> **Try it**:
When you reach the line containing "held in memory." in the data below, begin returning lines exactly as written, and stop once the line containing "underneath the controller." has been returned.

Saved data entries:
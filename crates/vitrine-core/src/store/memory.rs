//! In-process category store.

use async_trait::async_trait;
use std::sync::atomic::{AtomicU64, Ordering};
use tokio::sync::RwLock;

use super::{CategoryStore, StoreError, check_record};
use crate::model::category::{Category, CategoryPatch, NewCategory};

/// A category store held in memory.
///
/// Ids are sequential decimal strings. Deleting a record leaves any children
/// pointing at the removed id, the way a backend that does not cascade
/// behaves until it cleans up.
#[derive(Debug, Default)]
pub struct MemoryStore {
    records: RwLock<Vec<Category>>,
    next_id: AtomicU64,
}

impl MemoryStore {
    #[must_use]
    pub fn new() -> Self {
        Self::default()
    }

    /// Seed the store with an existing flat list.
    ///
    /// New ids continue after the largest numeric id present.
    #[must_use]
    pub fn with_records(records: Vec<Category>) -> Self {
        let max_numeric = records
            .iter()
            .filter_map(|c| c.id.parse::<u64>().ok())
            .max()
            .unwrap_or(0);
        Self {
            records: RwLock::new(records),
            next_id: AtomicU64::new(max_numeric),
        }
    }

    /// Copy of the current records, in storage order.
    pub async fn snapshot(&self) -> Vec<Category> {
        self.records.read().await.clone()
    }

    /// Replace a record wholesale, bypassing validation.
    ///
    /// Lets tests model a backend that changed underneath the controller.
    pub async fn put_raw(&self, category: Category) {
        let mut records = self.records.write().await;
        if let Some(existing) = records.iter_mut().find(|c| c.id == category.id) {
            *existing = category;
        } else {
            records.push(category);
        }
    }

    fn allocate_id(&self) -> Result<String, StoreError> {
        self.next_id
            .fetch_update(Ordering::SeqCst, Ordering::SeqCst, |last| last.checked_add(1))
            .ok()
            .and_then(|last| last.checked_add(1))
            .map(|id| id.to_string())
            .ok_or_else(|| StoreError::unavailable("category id space exhausted"))
    }
}

#[async_trait]
impl CategoryStore for MemoryStore {
    async fn list(&self) -> Result<Vec<Category>, StoreError> {
        Ok(self.snapshot().await)
    }

    async fn create(&self, input: NewCategory) -> Result<Category, StoreError> {
        let mut category = Category {
            id: String::new(),
            name: input.name,
            parent_id: input.parent_id,
            description: input.description,
        };
        check_record(&category)?;
        category.id = self.allocate_id()?;
        self.records.write().await.push(category.clone());
        Ok(category)
    }

    async fn update(&self, id: &str, patch: CategoryPatch) -> Result<Category, StoreError> {
        let mut records = self.records.write().await;
        let existing = records
            .iter_mut()
            .find(|c| c.id == id)
            .ok_or_else(|| StoreError::not_found(id))?;

        let mut updated = existing.clone();
        patch.apply_to(&mut updated);
        check_record(&updated)?;
        *existing = updated.clone();
        Ok(updated)
    }

    async fn delete(&self, id: &str) -> Result<(), StoreError> {
        let mut records = self.records.write().await;
        let pos = records
            .iter()
            .position(|c| c.id == id)
            .ok_or_else(|| StoreError::not_found(id))?;
        records.remove(pos);
        Ok(())
    }
}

> **Solution to the exercise**:
/// A category store held in memory.
///
/// Ids are sequential decimal strings. Deleting a record leaves any children
/// pointing at the removed id, the way a backend that does not cascade
/// behaves until it cleans up.
#[derive(Debug, Default)]
pub struct MemoryStore {
    records: RwLock<Vec<Category>>,
    next_id: AtomicU64,
}

impl MemoryStore {
    #[must_use]
    pub fn new() -> Self {
        Self::default()
    }

    /// Seed the store with an existing flat list.
    ///
    /// New ids continue after the largest numeric id present.
    #[must_use]
    pub fn with_records(records: Vec<Category>) -> Self {
        let max_numeric = records
            .iter()
            .filter_map(|c| c.id.parse::<u64>().ok())
            .max()
            .unwrap_or(0);
        Self {
            records: RwLock::new(records),
            next_id: AtomicU64::new(max_numeric),
        }
    }

    /// Copy of the current records, in storage order.
    pub async fn snapshot(&self) -> Vec<Category> {
        self.records.read().await.clone()
    }

    /// Replace a record wholesale, bypassing validation.
    ///
    /// Lets tests model a backend that changed underneath the controller.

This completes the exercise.